* [The task] Across the data below, in how many lines does the word "fresh" appear? Give only the number.
---------- Record excerpts
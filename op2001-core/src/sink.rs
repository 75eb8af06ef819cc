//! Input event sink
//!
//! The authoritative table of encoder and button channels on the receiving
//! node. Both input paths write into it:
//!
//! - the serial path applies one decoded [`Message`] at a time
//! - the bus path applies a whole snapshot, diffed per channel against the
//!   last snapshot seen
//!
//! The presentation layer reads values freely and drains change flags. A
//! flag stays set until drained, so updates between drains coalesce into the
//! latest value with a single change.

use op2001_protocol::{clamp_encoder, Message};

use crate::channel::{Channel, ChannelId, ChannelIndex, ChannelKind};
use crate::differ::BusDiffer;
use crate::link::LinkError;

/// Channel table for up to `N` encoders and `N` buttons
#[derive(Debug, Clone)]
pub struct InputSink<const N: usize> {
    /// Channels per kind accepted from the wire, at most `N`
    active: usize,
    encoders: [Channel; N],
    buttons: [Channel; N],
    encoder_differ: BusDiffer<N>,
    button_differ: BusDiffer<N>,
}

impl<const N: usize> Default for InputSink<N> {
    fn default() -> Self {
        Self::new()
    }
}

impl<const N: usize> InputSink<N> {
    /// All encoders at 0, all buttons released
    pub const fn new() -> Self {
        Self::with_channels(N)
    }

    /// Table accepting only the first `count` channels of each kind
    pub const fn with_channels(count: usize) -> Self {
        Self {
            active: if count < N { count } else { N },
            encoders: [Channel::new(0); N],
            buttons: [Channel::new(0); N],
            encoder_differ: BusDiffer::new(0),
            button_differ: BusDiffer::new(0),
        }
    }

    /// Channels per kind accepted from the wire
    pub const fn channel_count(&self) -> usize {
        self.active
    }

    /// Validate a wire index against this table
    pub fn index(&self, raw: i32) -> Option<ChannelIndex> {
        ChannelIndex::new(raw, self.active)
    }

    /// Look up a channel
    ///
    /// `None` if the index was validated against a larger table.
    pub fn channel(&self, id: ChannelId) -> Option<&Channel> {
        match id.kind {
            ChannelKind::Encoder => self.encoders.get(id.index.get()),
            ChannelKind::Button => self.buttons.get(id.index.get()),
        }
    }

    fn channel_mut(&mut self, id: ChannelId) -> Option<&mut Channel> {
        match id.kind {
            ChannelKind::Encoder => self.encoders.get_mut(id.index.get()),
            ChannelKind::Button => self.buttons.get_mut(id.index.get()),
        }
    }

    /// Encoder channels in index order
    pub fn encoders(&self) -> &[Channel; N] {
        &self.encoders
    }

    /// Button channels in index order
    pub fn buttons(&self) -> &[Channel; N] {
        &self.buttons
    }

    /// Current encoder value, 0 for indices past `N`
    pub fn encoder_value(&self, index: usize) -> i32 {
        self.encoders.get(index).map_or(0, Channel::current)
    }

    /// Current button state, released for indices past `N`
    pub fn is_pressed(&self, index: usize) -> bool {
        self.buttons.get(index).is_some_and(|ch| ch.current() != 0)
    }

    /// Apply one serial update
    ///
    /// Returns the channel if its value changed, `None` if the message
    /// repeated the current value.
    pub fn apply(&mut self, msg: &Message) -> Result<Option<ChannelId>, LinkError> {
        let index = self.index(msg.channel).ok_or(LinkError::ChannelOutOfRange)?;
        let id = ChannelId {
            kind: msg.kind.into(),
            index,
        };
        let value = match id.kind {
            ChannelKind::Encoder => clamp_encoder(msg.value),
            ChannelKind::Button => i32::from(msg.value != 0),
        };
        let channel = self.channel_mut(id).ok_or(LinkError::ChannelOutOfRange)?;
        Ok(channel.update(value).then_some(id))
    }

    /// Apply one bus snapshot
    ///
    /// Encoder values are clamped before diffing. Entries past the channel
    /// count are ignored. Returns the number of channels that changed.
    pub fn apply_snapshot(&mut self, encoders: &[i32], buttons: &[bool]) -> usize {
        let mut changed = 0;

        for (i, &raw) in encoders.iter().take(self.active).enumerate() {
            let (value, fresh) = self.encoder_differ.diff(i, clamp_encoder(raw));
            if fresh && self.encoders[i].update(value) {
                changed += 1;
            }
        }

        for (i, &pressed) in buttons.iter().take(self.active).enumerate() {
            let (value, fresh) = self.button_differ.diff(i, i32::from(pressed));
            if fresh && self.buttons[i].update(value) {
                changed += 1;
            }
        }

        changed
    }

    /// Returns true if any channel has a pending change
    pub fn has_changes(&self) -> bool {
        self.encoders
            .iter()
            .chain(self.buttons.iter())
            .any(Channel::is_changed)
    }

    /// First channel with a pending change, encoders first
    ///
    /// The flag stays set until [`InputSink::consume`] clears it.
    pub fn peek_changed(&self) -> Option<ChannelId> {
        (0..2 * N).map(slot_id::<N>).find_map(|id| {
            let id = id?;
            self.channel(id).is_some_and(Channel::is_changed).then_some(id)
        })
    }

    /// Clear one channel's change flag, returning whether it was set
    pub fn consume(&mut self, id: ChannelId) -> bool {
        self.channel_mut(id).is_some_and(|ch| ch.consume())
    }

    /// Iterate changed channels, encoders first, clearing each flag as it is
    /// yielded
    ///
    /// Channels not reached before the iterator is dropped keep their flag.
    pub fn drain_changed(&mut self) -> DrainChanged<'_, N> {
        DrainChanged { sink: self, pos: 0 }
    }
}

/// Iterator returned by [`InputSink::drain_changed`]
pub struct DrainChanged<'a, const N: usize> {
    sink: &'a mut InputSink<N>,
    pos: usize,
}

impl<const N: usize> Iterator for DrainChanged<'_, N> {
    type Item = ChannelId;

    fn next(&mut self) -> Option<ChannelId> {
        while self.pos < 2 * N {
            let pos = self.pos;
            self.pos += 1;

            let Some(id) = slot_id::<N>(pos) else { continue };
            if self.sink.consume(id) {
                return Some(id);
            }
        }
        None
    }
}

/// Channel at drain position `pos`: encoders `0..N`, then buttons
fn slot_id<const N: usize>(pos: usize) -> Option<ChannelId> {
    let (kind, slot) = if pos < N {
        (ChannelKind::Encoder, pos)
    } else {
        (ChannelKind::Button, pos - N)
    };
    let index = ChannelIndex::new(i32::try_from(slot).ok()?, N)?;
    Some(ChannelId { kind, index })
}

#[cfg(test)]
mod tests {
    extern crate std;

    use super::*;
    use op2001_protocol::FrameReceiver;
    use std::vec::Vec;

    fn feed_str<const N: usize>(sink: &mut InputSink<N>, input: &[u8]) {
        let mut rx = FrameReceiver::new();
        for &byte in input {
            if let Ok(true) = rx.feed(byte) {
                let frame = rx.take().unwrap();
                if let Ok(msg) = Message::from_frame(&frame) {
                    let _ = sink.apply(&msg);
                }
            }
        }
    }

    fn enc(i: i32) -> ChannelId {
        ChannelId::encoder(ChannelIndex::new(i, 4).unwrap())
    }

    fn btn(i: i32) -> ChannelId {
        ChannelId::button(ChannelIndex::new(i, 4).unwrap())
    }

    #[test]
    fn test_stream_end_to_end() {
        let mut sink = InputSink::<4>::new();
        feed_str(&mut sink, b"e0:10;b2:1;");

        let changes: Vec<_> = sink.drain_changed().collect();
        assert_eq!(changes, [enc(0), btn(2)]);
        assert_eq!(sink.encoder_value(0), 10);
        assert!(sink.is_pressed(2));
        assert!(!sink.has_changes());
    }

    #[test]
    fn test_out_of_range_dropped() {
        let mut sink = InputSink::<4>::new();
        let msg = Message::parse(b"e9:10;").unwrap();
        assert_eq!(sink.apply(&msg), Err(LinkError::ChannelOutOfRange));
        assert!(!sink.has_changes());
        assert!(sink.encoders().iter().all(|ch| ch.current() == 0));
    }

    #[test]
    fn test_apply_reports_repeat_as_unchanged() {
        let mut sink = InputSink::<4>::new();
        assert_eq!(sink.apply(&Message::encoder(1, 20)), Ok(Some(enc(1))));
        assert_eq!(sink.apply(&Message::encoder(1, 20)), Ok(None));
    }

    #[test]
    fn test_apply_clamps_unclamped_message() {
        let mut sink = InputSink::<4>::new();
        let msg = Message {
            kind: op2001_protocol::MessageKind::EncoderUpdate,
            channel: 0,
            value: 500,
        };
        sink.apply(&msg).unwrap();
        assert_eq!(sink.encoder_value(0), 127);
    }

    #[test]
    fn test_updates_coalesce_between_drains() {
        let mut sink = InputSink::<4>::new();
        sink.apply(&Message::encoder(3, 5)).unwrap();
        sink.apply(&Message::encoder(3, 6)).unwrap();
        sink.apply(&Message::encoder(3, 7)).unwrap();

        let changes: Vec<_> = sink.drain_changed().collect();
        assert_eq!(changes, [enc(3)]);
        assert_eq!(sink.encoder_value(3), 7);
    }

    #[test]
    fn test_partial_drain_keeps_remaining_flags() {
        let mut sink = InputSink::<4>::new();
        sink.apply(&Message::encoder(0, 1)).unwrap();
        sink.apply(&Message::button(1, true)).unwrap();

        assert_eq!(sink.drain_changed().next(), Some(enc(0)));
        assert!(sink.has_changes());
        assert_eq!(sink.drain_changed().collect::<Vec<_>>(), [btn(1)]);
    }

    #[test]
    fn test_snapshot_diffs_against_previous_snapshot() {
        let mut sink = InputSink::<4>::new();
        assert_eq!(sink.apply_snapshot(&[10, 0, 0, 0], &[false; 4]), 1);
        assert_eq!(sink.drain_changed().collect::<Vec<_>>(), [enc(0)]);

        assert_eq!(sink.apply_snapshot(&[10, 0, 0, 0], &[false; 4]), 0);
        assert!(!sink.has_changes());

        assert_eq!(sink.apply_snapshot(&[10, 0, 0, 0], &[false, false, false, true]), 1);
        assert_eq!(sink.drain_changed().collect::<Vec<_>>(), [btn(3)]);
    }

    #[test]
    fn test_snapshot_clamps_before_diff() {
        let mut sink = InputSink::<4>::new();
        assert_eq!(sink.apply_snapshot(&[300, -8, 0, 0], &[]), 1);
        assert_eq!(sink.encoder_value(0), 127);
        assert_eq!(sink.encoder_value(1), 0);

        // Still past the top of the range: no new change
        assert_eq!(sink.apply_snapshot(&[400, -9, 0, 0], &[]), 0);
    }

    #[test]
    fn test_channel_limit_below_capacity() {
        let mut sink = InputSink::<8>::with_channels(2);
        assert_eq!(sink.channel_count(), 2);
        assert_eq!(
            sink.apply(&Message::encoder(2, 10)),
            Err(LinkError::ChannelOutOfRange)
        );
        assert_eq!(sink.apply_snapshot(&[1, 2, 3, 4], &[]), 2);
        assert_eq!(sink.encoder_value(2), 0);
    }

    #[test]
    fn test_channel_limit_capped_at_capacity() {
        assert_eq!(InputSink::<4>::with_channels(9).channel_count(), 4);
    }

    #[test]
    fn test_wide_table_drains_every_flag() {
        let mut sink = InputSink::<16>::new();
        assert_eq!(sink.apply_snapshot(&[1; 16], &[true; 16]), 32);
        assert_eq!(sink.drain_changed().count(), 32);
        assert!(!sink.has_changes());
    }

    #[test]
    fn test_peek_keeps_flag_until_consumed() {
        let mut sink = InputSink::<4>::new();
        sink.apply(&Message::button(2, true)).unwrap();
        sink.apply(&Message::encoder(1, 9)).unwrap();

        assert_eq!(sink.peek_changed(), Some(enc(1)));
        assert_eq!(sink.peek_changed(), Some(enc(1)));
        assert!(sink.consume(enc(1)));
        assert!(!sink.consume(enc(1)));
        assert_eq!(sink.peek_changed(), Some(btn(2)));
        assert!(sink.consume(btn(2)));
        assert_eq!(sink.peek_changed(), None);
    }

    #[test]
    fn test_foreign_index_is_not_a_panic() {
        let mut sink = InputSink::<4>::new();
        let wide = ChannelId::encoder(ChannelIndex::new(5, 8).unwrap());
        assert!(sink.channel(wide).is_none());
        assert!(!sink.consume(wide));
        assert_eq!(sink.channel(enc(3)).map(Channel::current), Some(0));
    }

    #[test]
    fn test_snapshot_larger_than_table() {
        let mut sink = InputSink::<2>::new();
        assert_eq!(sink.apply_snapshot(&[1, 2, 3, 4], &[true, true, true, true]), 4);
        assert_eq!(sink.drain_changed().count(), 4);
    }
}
--------------------
* [Result below] 4